(Stored records)
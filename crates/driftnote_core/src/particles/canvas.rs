//! Raster surface consumed by the particle field.

use crate::model::geometry::Point;

/// Straight-alpha color; channels 0..=255, alpha 0.0..=1.0.
#[derive(Debug, Clone, Copy, PartialEq)]
pub struct Rgba {
    pub r: u8,
    pub g: u8,
    pub b: u8,
    pub a: f64,
}

impl Rgba {
    pub const fn new(r: u8, g: u8, b: u8, a: f64) -> Self {
        Self { r, g, b, a }
    }

    pub const fn with_alpha(self, a: f64) -> Self {
        Self { a, ..self }
    }
}

/// Drawing calls the field issues each frame.
pub trait Canvas {
    /// Paints the whole surface; translucent fills leave fading history.
    fn fill_background(&mut self, color: Rgba);

    fn fill_disc(&mut self, center: Point, radius: f64, color: Rgba);
}

/// One recorded drawing call.
#[derive(Debug, Clone, Copy, PartialEq)]
pub enum DrawOp {
    Background(Rgba),
    Disc {
        center: Point,
        radius: f64,
        color: Rgba,
    },
}

/// Canvas that records calls for an out-of-process painter.
#[derive(Debug, Default, Clone)]
pub struct DrawList {
    ops: Vec<DrawOp>,
}

impl DrawList {
    pub fn new() -> Self {
        Self::default()
    }

    pub fn ops(&self) -> &[DrawOp] {
        &self.ops
    }

    pub fn into_ops(self) -> Vec<DrawOp> {
        self.ops
    }

    pub fn is_empty(&self) -> bool {
        self.ops.is_empty()
    }
}

impl Canvas for DrawList {
    fn fill_background(&mut self, color: Rgba) {
        self.ops.push(DrawOp::Background(color));
    }

    fn fill_disc(&mut self, center: Point, radius: f64, color: Rgba) {
        self.ops.push(DrawOp::Disc {
            center,
            radius,
            color,
        });
    }
}
//! Supervised roles and the dependency graph between them.
//!
//! ## Contents
//! - [`Role`] the three supervised process kinds, in dependency order
//! - [`RoleSet`] a tiny copyable set of roles (enabled roles, operational marks)
//!
//! ## Dependency graph
//! ```text
//! Search ◄── Web ◄── TaskProcessor
//! ```
//! A role may only be launched once its prerequisite is operational, either
//! locally or (when the prerequisite is disabled on this node) anywhere in the cluster.

mod role;
mod set;

pub use role::{ParseRoleError, Role};
pub use set::RoleSet;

Work instructions
Copy out all lines above holding "DrawOp".

Reply
pub enum DrawOp {
    ops: Vec<DrawOp>,
    pub fn ops(&self) -> &[DrawOp] {
    pub fn into_ops(self) -> Vec<DrawOp> {
        self.ops.push(DrawOp::Background(color));
        self.ops.push(DrawOp::Disc {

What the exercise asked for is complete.